Rather than typing in all the MrBayes commands each time you tweak an analysis, it is much more reliable to use a “MrBayes” block in your nexus file. This block starts with begin mrbayes; and (like any other nexus block) ends with end;. The MrBayes block can contain any command that you type into the MrBayes console; but don’t forget to end them with a semicolon (the nexus standard — this also allows for more readable, multiline commands. It’s good practice to include comments to yourself explaining what the control file is supposed to do.
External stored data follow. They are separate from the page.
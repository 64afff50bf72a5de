//! Type-safe board identifier wrapping a [`Uuid`].
//!
//! Board identifiers are opaque to clients. They use UUID v7 (time-ordered)
//! so that a snapshot file lists boards in upload order.

use core::str::FromStr;

use serde::{Deserialize, Serialize};
use ts_rs::TS;
use uuid::Uuid;

/// Unique identifier for an uploaded board.
#[derive(Debug, Clone, Copy, PartialEq, Eq, PartialOrd, Ord, Hash, Serialize, Deserialize, TS)]
#[serde(transparent)]
#[ts(export, export_to = "bindings/")]
pub struct BoardId(pub Uuid);

impl BoardId {
    /// Create a new identifier using UUID v7 (time-ordered).
    pub fn new() -> Self {
        Self(Uuid::now_v7())
    }

    /// Return the inner [`Uuid`] value.
    pub const fn into_inner(self) -> Uuid {
        self.0
    }
}

impl Default for BoardId {
    fn default() -> Self {
        Self::new()
    }
}

impl core::fmt::Display for BoardId {
    fn fmt(&self, f: &mut core::fmt::Formatter<'_>) -> core::fmt::Result {
        write!(f, "{}", self.0)
    }
}

impl FromStr for BoardId {
    type Err = uuid::Error;

    fn from_str(s: &str) -> Result<Self, Self::Err> {
        Uuid::parse_str(s).map(Self)
    }
}

impl From<Uuid> for BoardId {
    fn from(id: Uuid) -> Self {
        Self(id)
    }
}

impl From<BoardId> for Uuid {
    fn from(id: BoardId) -> Self {
        id.0
    }
}
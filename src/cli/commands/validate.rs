//! Validate configuration command.

use anyhow::Result;
use std::path::Path;
use stochrsi_config::AppConfig;

pub fn run(config_path: &Path, config: &AppConfig) -> Result<()> {
    println!("Validating configuration: {:?}", config_path);
    if !config_path.exists() {
        println!("(file not found, using defaults and environment)");
    }

    if let Err(e) = config.stoch_rsi.validate() {
        println!("Configuration error: {}", e);
        return Err(e.into());
    }

    println!("Configuration is valid!");
    println!();
    println!("App: {}", config.app.name);
    println!("Environment: {}", config.app.environment);
    println!("Log level: {}", config.logging.level);
    println!("Log format: {}", config.logging.format);
    if let Some(dir) = &config.logging.file {
        println!("Log directory: {}", dir);
    }
    println!("RSI period: {}", config.stoch_rsi.period);
    println!("%K smoothing: {}", config.stoch_rsi.k);
    println!("%D smoothing: {}", config.stoch_rsi.d);

    Ok(())
}
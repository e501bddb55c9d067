//! SIMD-assisted kernels.
//!
//! These use the `wide` crate for portable SIMD operations.

use wide::f64x4;

/// Split consecutive price changes into gains and losses.
///
/// Returns two vectors of length `data.len() - 1` (empty for fewer than two
/// prices). A gain is the positive part of a change and a loss the negative
/// part as a positive number, so `gain - loss == change`.
///
/// A `NaN` change always lands in the loss vector, so the Wilder averages
/// built on top of it go `NaN` from that point on.
pub fn gains_losses_simd(data: &[f64]) -> (Vec<f64>, Vec<f64>) {
    if data.len() < 2 {
        return (vec![], vec![]);
    }

    let changes = data.len() - 1;
    let mut gains = Vec::with_capacity(changes);
    let mut losses = Vec::with_capacity(changes);

    let chunks = changes / 4;
    let zero = f64x4::splat(0.0);

    for i in 0..chunks {
        let idx = i * 4;
        let prev = f64x4::new([data[idx], data[idx + 1], data[idx + 2], data[idx + 3]]);
        let curr = f64x4::new([
            data[idx + 1],
            data[idx + 2],
            data[idx + 3],
            data[idx + 4],
        ]);

        let diff = curr - prev;
        let gain_vec = diff.max(zero);
        let loss_vec = gain_vec - diff;

        gains.extend(gain_vec.to_array());
        losses.extend(loss_vec.to_array());
    }

    // Handle remaining elements
    for i in (chunks * 4)..changes {
        let change = data[i + 1] - data[i];
        let gain = if change > 0.0 { change } else { 0.0 };
        gains.push(gain);
        losses.push(gain - change);
    }

    (gains, losses)
}
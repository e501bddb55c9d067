//! Logging setup.

use tracing::Subscriber;
use tracing_appender::non_blocking::{NonBlocking, WorkerGuard};
use tracing_subscriber::registry::LookupSpan;
use tracing_subscriber::{fmt, prelude::*, EnvFilter, Layer};

/// File name prefix of the daily-rolling log file.
pub const LOG_FILE_NAME: &str = "stochrsi.log";

/// Setup logging with the given level.
///
/// `RUST_LOG` takes precedence over `level`. When `file_dir` is set, events
/// are also written to a daily-rolling file there; keep the returned guard
/// alive until exit so buffered lines are flushed.
pub fn setup_logging(level: &str, json: bool, file_dir: Option<&str>) -> Option<WorkerGuard> {
    let filter = EnvFilter::try_from_default_env()
        .unwrap_or_else(|_| EnvFilter::new(level));

    let (writer, guard) = match file_dir {
        Some(dir) => {
            let appender = tracing_appender::rolling::daily(dir, LOG_FILE_NAME);
            let (writer, guard) = tracing_appender::non_blocking(appender);
            (Some(writer), Some(guard))
        }
        None => (None, None),
    };

    if json {
        tracing_subscriber::registry()
            .with(filter)
            .with(fmt::layer().json())
            .with(file_layer(writer))
            .init();
    } else {
        tracing_subscriber::registry()
            .with(filter)
            .with(fmt::layer().pretty())
            .with(file_layer(writer))
            .init();
    }

    guard
}

fn file_layer<S>(writer: Option<NonBlocking>) -> Option<impl Layer<S>>
where
    S: Subscriber + for<'a> LookupSpan<'a>,
{
    writer.map(|writer| fmt::layer().with_ansi(false).with_writer(writer))
}
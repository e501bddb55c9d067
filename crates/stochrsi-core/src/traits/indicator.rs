//! Indicator trait definitions.

use crate::error::{IndicatorError, Stage};

/// Trait for technical indicators.
///
/// Indicators process price data and produce derived values.
pub trait Indicator: Send + Sync {
    /// The output type of the indicator.
    type Output;

    /// Calculate indicator values for the given data.
    ///
    /// # Arguments
    /// * `data` - Input data (typically prices)
    ///
    /// # Returns
    /// A vector of indicator values
    fn calculate(&self, data: &[f64]) -> Vec<Self::Output>;

    /// Get the minimum data points required.
    fn period(&self) -> usize;

    /// Get the name of the indicator.
    fn name(&self) -> &str;
}

/// Multi-output indicator (e.g. Stochastic RSI with %K and %D).
///
/// Some indicators produce multiple related values.
pub trait MultiOutputIndicator: Send + Sync {
    /// The output type containing multiple values.
    type Outputs;

    /// Calculate indicator values for the given data.
    fn calculate(&self, data: &[f64]) -> Vec<Self::Outputs>;

    /// Get the minimum data points required.
    fn period(&self) -> usize;

    /// Get the name of the indicator.
    fn name(&self) -> &str;

    /// Validate that there are enough prices to reach the first output.
    fn validate_data(&self, data: &[f64]) -> Result<(), IndicatorError> {
        if data.len() < self.period() {
            return Err(IndicatorError::InsufficientData {
                stage: Stage::Rsi,
                required: self.period(),
                available: data.len(),
            });
        }
        Ok(())
    }
}

#[cfg(test)]
mod tests {
    use super::*;

    struct TestIndicator {
        period: usize,
    }

    impl Indicator for TestIndicator {
        type Output = f64;

        fn calculate(&self, data: &[f64]) -> Vec<f64> {
            if data.len() < self.period {
                return vec![];
            }
            // Simple sum indicator for testing
            data.windows(self.period)
                .map(|w| w.iter().sum())
                .collect()
        }

        fn period(&self) -> usize {
            self.period
        }

        fn name(&self) -> &str {
            "test"
        }
    }

    struct PairIndicator {
        period: usize,
    }

    impl MultiOutputIndicator for PairIndicator {
        type Outputs = (f64, f64);

        fn calculate(&self, data: &[f64]) -> Vec<(f64, f64)> {
            data.windows(self.period)
                .map(|w| (w[0], w[w.len() - 1]))
                .collect()
        }

        fn period(&self) -> usize {
            self.period
        }

        fn name(&self) -> &str {
            "pair"
        }
    }

    #[test]
    fn test_indicator_validation() {
        let indicator = PairIndicator { period: 5 };

        let err = indicator.validate_data(&[1.0, 2.0, 3.0]).unwrap_err();
        assert_eq!(
            err,
            IndicatorError::InsufficientData {
                stage: Stage::Rsi,
                required: 5,
                available: 3,
            }
        );
        assert!(indicator.validate_data(&[1.0, 2.0, 3.0, 4.0, 5.0]).is_ok());
        assert_eq!(indicator.calculate(&[1.0, 2.0, 3.0, 4.0, 5.0]), vec![(1.0, 5.0)]);
    }

    #[test]
    fn test_indicator_calculate() {
        let indicator = TestIndicator { period: 3 };
        let data = vec![1.0, 2.0, 3.0, 4.0, 5.0];
        let result = indicator.calculate(&data);

        assert_eq!(result.len(), 3);
        assert!((result[0] - 6.0).abs() < 0.001); // 1+2+3
        assert!((result[1] - 9.0).abs() < 0.001); // 2+3+4
        assert!((result[2] - 12.0).abs() < 0.001); // 3+4+5
        assert_eq!(indicator.name(), "test");
    }
}
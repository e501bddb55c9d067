//! Core types and traits for the Stochastic RSI workspace.
//!
//! This crate provides the foundational building blocks including:
//! - The indicator error taxonomy and the pipeline [`Stage`] it reports on
//! - Indicator traits, including the [`RsiProvider`] seam used to plug in
//!   an RSI implementation

pub mod error;
pub mod traits;

pub use error::{IndicatorError, IndicatorResult, Stage};
pub use traits::*;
Nexus comments go in [ square brackets ]. Here is an example of somewhat elaborate MrBayes block::

[ topology constrained to include South and Central Aslian ]

begin mrbayes;
  log start filename=test.log replace;	
  constraint southaslian = Semaq_Beri_Brw Semaq_Beri_Jaboy
      Semelai Mah_Meri;
  constraint centralaslian = Semnam_Bal Semnam_Malau Lanoh_Kertei
      Temiar_Kelantan Temiar_Perak Semai_Ringlet Semai_Kampar;
  prset statefreqpr=fixed(empirical) 
      brlenspr=unconstrained:exponential(0.05);
  prset topologypr = constraints(southaslian,centralaslian);
  lset nst=1 rates=gamma ngammacat=4 coding=noabsencesites;
  mcmc ngen=1500000			
      printfreq=1000
      samplefreq=1500				
      nchains=4 					
      savebrlens=yes				
      nruns = 2
  ;
  sumt burnin=1000;					
  sump;
  plot filename=Aslian28.nex.run1.p match=all;
  plot filename=Aslian28.nex.run2.p match=all;
  log stop;
end;

You can then run this file in MrBayes using the command line mb myfile.nex (assuming that the file with the data in it is called myfile.nex. If you want to be left with an interactive console once everything has been run, use the -i flag, i.e. mb -i myfile.nex. Another neat way to do it is to keep the data in one nexus file (e.g. like the Aslian28.nex file used in the exercises above, and then make a control file with just the mrbayes block. Include execute Aslian28.nex; as the first line, after begin mrbayes;. This way you can have multiple control files with different settings, but all using the same data file.